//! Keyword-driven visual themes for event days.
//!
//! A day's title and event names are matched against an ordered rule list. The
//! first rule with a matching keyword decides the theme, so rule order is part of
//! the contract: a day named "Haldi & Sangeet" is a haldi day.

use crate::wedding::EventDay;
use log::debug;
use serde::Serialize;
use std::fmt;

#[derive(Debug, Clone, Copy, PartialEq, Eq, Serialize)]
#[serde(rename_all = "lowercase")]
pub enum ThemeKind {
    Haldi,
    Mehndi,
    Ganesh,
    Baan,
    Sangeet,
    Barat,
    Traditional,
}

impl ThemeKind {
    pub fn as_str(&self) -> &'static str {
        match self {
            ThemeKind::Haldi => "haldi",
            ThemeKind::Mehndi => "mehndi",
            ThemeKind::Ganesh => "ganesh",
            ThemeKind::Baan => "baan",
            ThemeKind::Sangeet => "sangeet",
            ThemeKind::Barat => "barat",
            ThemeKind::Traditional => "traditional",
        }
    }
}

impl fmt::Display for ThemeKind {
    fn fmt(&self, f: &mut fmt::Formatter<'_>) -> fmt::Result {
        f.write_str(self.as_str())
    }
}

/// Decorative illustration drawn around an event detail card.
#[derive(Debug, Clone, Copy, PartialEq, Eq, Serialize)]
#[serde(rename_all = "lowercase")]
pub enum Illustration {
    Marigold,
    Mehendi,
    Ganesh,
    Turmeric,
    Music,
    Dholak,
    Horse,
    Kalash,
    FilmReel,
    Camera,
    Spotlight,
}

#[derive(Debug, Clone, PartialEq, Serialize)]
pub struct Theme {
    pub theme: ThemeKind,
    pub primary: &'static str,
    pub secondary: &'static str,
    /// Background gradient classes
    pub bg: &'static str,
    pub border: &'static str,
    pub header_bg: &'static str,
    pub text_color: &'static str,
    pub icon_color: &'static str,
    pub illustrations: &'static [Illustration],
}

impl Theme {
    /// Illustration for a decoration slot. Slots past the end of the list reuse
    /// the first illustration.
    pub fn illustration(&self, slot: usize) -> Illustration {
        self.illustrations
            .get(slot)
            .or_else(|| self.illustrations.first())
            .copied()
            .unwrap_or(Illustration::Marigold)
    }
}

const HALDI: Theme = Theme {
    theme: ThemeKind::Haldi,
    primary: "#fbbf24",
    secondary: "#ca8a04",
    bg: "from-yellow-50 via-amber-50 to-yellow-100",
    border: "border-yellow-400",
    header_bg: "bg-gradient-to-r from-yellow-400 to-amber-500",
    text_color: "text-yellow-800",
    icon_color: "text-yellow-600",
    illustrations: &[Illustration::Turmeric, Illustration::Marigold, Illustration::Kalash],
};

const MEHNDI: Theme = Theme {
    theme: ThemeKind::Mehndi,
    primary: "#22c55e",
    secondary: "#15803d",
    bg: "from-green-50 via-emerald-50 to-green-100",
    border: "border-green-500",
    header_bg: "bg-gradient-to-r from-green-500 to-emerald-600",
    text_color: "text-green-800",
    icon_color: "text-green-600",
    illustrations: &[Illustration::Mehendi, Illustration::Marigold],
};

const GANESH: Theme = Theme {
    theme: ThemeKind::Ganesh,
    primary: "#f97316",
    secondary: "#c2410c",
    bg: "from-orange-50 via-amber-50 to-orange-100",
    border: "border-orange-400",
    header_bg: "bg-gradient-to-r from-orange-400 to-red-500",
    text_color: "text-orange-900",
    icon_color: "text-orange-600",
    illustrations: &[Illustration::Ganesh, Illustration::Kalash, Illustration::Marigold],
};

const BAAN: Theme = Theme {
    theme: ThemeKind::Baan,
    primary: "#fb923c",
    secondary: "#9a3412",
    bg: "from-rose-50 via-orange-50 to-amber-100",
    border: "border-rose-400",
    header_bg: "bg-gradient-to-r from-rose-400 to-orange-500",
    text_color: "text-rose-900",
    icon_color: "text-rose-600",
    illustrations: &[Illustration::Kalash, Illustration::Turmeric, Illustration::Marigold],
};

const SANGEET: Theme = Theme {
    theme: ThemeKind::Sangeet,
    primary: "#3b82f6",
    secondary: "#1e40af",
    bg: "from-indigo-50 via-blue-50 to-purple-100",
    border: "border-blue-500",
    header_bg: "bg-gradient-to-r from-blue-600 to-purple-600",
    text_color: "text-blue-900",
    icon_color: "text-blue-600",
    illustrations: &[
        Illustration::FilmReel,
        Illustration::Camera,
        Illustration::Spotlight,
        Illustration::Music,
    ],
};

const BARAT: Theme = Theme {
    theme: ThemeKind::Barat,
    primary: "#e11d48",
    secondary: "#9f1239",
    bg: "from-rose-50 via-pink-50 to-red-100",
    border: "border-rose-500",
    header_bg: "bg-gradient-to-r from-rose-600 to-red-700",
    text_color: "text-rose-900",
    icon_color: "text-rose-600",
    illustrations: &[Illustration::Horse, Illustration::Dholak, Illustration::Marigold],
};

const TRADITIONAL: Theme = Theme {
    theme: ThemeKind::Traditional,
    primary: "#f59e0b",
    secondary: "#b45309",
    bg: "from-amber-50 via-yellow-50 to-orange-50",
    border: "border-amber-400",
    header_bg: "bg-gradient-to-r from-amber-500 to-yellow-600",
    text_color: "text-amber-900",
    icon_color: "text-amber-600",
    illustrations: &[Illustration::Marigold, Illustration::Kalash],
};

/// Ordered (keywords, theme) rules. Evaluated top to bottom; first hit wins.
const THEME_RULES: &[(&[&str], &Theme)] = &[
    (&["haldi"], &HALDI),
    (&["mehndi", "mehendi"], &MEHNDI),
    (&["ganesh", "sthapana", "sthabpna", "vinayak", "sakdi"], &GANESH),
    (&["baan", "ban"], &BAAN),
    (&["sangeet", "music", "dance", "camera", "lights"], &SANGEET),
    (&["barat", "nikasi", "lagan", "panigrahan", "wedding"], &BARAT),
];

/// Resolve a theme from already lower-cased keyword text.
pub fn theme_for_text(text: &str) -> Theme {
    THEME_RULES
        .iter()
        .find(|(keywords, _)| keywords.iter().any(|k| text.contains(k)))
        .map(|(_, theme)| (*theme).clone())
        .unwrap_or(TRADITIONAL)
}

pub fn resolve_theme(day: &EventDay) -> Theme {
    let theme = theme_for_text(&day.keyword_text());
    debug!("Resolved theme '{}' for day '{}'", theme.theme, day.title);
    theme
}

• [Activity] Every line above with the word "border" belongs in the answer, copied as written.

• [Response below]
    pub border: &'static str,
    border: "border-yellow-400",
    border: "border-green-500",
    border: "border-orange-400",
    border: "border-rose-400",
    border: "border-blue-500",
    border: "border-rose-500",
    border: "border-amber-400",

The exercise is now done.